Housing in the era of neoliberalism between adaption and transgression

Monika Grubbauer and Clara E. Salazar

The stream examines the diverse forms and practices through which the urban poor and middleclasses access and improve their housing in the countries of the Global South in the context of neoliberal hegemony. The past two decades have imposed new pressures on households in the globalizing cities of the Global South in securing basic living standards and, particularly, access to adequate housing. Self‐help builders, on the one hand, who engage in informal processes of autoconstruction are in various ways restricted in their actions, e.g. through exclusion from state subsidies, clientelist practices and environmental and property laws. The middle‐classes with access to mortgage finance and formal housing markets, on the other hand, encounter increasing challenges in obtaining affordable housing which satisfies their needs. Mass produced single‐family housing estates in peripheral locations have proved highly problematic, especially in Mexico, because of the poor building quality, long commuting distances and the lack of infrastructure. In both cases, households have to accept precarious housing conditions as legal property titles do not guarantee access to adequate housing. In the context of these market‐driven approaches to housing in which the state limits its interventions to the regulation of markets and households remain with the only option to act according to its rules, we wish to address the theme of transgression in two ways.

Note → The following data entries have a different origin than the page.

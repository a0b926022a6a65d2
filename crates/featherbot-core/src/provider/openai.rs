//! OpenAI-compatible LLM provider.
//!
//! This single implementation covers **all** providers that expose an
//! OpenAI-compatible chat completions endpoint:
//!
//! - OpenAI (`https://api.openai.com/v1`)
//! - OpenRouter (`https://openrouter.ai/api/v1`)
//! - Anthropic via OpenRouter
//! - DeepSeek (`https://api.deepseek.com/v1`)
//! - Groq (`https://api.groq.com/openai/v1`)
//! - Gemini (`https://generativelanguage.googleapis.com/v1beta/openai`)
//! - vLLM / any local server
//!
//! No LiteLLM dependency — just direct HTTP via `reqwest`.

use anyhow::{Context, Result};
use async_trait::async_trait;
use reqwest::Client;
use serde::{Deserialize, Serialize};
use tracing::{debug, warn};

use super::types::{
    ChatMessage, LlmResponse, ToolCallRequest, ToolDefinition,
    Usage,
};
use super::LlmProvider;

/// Known provider base URLs.
const PROVIDER_URLS: &[(&str, &str)] = &[
    ("openrouter", "https://openrouter.ai/api/v1"),
    ("openai", "https://api.openai.com/v1"),
    ("anthropic", "https://api.anthropic.com/v1"),
    ("deepseek", "https://api.deepseek.com/v1"),
    ("groq", "https://api.groq.com/openai/v1"),
    (
        "gemini",
        "https://generativelanguage.googleapis.com/v1beta/openai",
    ),
];

/// Maximum number of retry attempts for transient errors.
const MAX_RETRIES: u32 = 3;

/// Base delay for exponential backoff (milliseconds).
const BASE_DELAY_MS: u64 = 500;

/// OpenAI-compatible provider that works with any provider exposing the
/// `/chat/completions` endpoint.
///
/// Includes automatic retry with exponential backoff for transient HTTP
/// errors (429, 500, 502, 503, 504) and network failures.
pub struct OpenAiProvider {
    client: Client,
    api_key: String,
    base_url: String,
    default_model: String,
}

impl OpenAiProvider {
    /// Create a new provider.
    ///
    /// # Arguments
    /// * `provider_name` - Provider identifier (e.g., "openrouter", "openai", "vllm")
    /// * `api_key` - API key for authentication
    /// * `api_base` - Custom base URL (overrides the default for the provider)
    /// * `default_model` - Default model to use
    pub fn new(
        provider_name: &str,
        api_key: &str,
        api_base: Option<&str>,
        default_model: &str,
        client: Client,
    ) -> Self {
        let base_url = api_base
            .map(|s| s.to_string())
            .unwrap_or_else(|| {
                PROVIDER_URLS
                    .iter()
                    .find(|(name, _)| *name == provider_name)
                    .map(|(_, url)| url.to_string())
                    .unwrap_or_else(|| "https://api.openai.com/v1".to_string())
            })
            .trim_end_matches('/')
            .to_string();

        debug!(provider = provider_name, base_url = %base_url, "Initialized LLM provider");

        Self {
            client,
            api_key: api_key.to_string(),
            base_url,
            default_model: default_model.to_string(),
        }
    }

    /// Returns `true` if the HTTP status code is transient and should be retried.
    fn is_retryable_status(status: reqwest::StatusCode) -> bool {
        matches!(
            status.as_u16(),
            429 | 500 | 502 | 503 | 504
        )
    }
}

// ── OpenAI API request/response types ───────────────────────────────

#[derive(Serialize)]
struct CompletionRequest<'a> {
    model: &'a str,
    messages: &'a [ChatMessage],
    max_tokens: u32,
    temperature: f32,
    #[serde(skip_serializing_if = "Option::is_none")]
    tools: Option<&'a [ToolDefinition]>,
    #[serde(skip_serializing_if = "Option::is_none")]
    tool_choice: Option<&'a str>,
}

#[derive(Deserialize)]
struct CompletionResponse {
    choices: Vec<Choice>,
    #[serde(default)]
    usage: Option<UsageResponse>,
}

#[derive(Deserialize)]
struct Choice {
    message: MessageResponse,
    finish_reason: Option<String>,
}

#[derive(Deserialize)]
struct MessageResponse {
    content: Option<String>,
    #[serde(default)]
    tool_calls: Option<Vec<ToolCallResponse>>,
}

#[derive(Deserialize)]
struct ToolCallResponse {
    id: String,
    function: FunctionCallResponse,
}

#[derive(Deserialize)]
struct FunctionCallResponse {
    name: String,
    arguments: String,
}

#[derive(Deserialize)]
struct UsageResponse {
    prompt_tokens: Option<u32>,
    completion_tokens: Option<u32>,
    total_tokens: Option<u32>,
}

#[derive(Deserialize)]
#[serde(untagged)]
enum ErrorResponse {
    Single(ErrorBody),
    Multiple(Vec<ErrorBody>),
}

#[derive(Deserialize)]
struct ErrorBody {
    error: ErrorDetail,
}

#[derive(Deserialize)]
struct ErrorDetail {
    message: String,
}

impl ErrorResponse {
    fn message(&self) -> String {
        match self {
            Self::Single(b) => b.error.message.clone(),
            Self::Multiple(v) => v.first().map(|b| b.error.message.clone()).unwrap_or_else(|| "Unknown error".into()),
        }
    }
}

// ── LlmProvider implementation ──────────────────────────────────────

#[async_trait]
impl LlmProvider for OpenAiProvider {
    async fn chat(
        &self,
        messages: &[ChatMessage],
        tools: &[ToolDefinition],
        model: Option<&str>,
        max_tokens: u32,
        temperature: f32,
    ) -> Result<LlmResponse> {
        let model = model.unwrap_or(&self.default_model);
        let url = format!("{}/chat/completions", self.base_url);

        let tools_opt = if tools.is_empty() {
            None
        } else {
            Some(tools)
        };

        let request_body = CompletionRequest {
            model,
            messages,
            max_tokens,
            temperature,
            tools: tools_opt,
            tool_choice: if tools_opt.is_some() {
                Some("auto")
            } else {
                None
            },
        };

        debug!(model, url = %url, msg_count = messages.len(), "Sending chat completion request");

        // ── Retry loop with exponential backoff ────────────────────
        let mut last_error: Option<anyhow::Error> = None;

        for attempt in 0..MAX_RETRIES {
            if attempt > 0 {
                let delay = BASE_DELAY_MS * 2u64.pow(attempt - 1);
                warn!(attempt, delay_ms = delay, "Retrying LLM API request");
                tokio::time::sleep(std::time::Duration::from_millis(delay)).await;
            }

            let result = self
                .client
                .post(&url)
                .header("Authorization", format!("Bearer {}", self.api_key))
                .header("Content-Type", "application/json")
                .json(&request_body)
                .send()
                .await;

            let response = match result {
                Ok(r) => r,
                Err(e) => {
                    // Network-level errors are always retryable.
                    warn!(attempt, error = %e, "Network error calling LLM API");
                    last_error = Some(e.into());
                    continue;
                }
            };

            let status = response.status();
            let body = response
                .text()
                .await
                .context("Failed to read LLM API response body")?;

            if !status.is_success() {
                let err_msg = serde_json::from_str::<ErrorResponse>(&body)
                    .map(|e| e.message())
                    .unwrap_or_else(|_| body.clone());

                if Self::is_retryable_status(status) {
                    warn!(attempt, status = %status, "Transient LLM API error, will retry");
                    last_error = Some(anyhow::anyhow!("LLM API error ({}): {}", status, err_msg));
                    continue;
                }

                // Non-retryable error — fail immediately.
                anyhow::bail!("LLM API error ({}): {}", status, err_msg);
            }

            // ── Success path — parse the response ──────────────────
            let completion: CompletionResponse =
                serde_json::from_str(&body).context("Failed to parse LLM API response")?;

            let choice = completion
                .choices
                .into_iter()
                .next()
                .context("LLM API returned no choices")?;

            // Parse tool calls
            let tool_calls = match choice.message.tool_calls {
                Some(tcs) => tcs
                    .into_iter()
                    .filter_map(|tc| {
                        match serde_json::from_str::<serde_json::Map<String, serde_json::Value>>(
                            &tc.function.arguments,
                        ) {
                            Ok(args) => Some(ToolCallRequest {
                                id: tc.id,
                                name: tc.function.name,
                                arguments: args,
                            }),
                            Err(e) => {
                                warn!(
                                    tool = tc.function.name,
                                    error = %e,
                                    raw = tc.function.arguments,
                                    "Failed to parse tool arguments, skipping"
                                );
                                None
                            }
                        }
                    })
                    .collect(),
                None => Vec::new(),
            };

            let usage = completion.usage.map_or(Usage::default(), |u| Usage {
                prompt_tokens: u.prompt_tokens.unwrap_or(0),
                completion_tokens: u.completion_tokens.unwrap_or(0),
                total_tokens: u.total_tokens.unwrap_or(0),
            });

            debug!(
                finish_reason = choice.finish_reason.as_deref().unwrap_or("unknown"),
                tool_calls = tool_calls.len(),
                tokens = usage.total_tokens,
                "Received LLM response"
            );

            return Ok(LlmResponse {
                content: choice.message.content,
                tool_calls,
                finish_reason: choice.finish_reason.unwrap_or_else(|| "stop".into()),
                usage,
            });
        }

        // All retries exhausted.
        Err(last_error.unwrap_or_else(|| anyhow::anyhow!("LLM API request failed after {} retries", MAX_RETRIES)))
    }

    fn default_model(&self) -> &str {
        &self.default_model
    }
}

First, considering transgression as violation or even collapse of norms we invite contributions addressing the following questions:

  • Which actions and practices allow poor and middle‐class households to confront the precarity of their housing situation with homes serving as sites and sources of multiple practices of construction, dwelling and income generation?
  • Which of these actions and practices can be regarded as transgressive and which have to be seen merely as a reaction in terms of adaption to the circumstances imposed on households?
  • Which of these actions and practices effectively achieve to revert conditions imposed on households and which institutional mechanisms can be seen to facilitate these kinds of transgressions?

Second, considering transgression as violation of the rights of inhabitants, we invite contributions addressing the following questions:

  • Which constitutional frameworks exist in the countries of the Global South which provide legal rights to adequate housing and how are these rights violated through the commodification of housing production and provision?
  • Which actors involved in the regulation and production of housing can be regarded to transgress these rights under which circumstances and how can schemes be evaluated in terms of adaption/transgression which support self‐construction through state subsidies and housing microfinance?
  • Which institutional mechanisms exist to guarantee that the market provides adequate housing to those who have paid for it?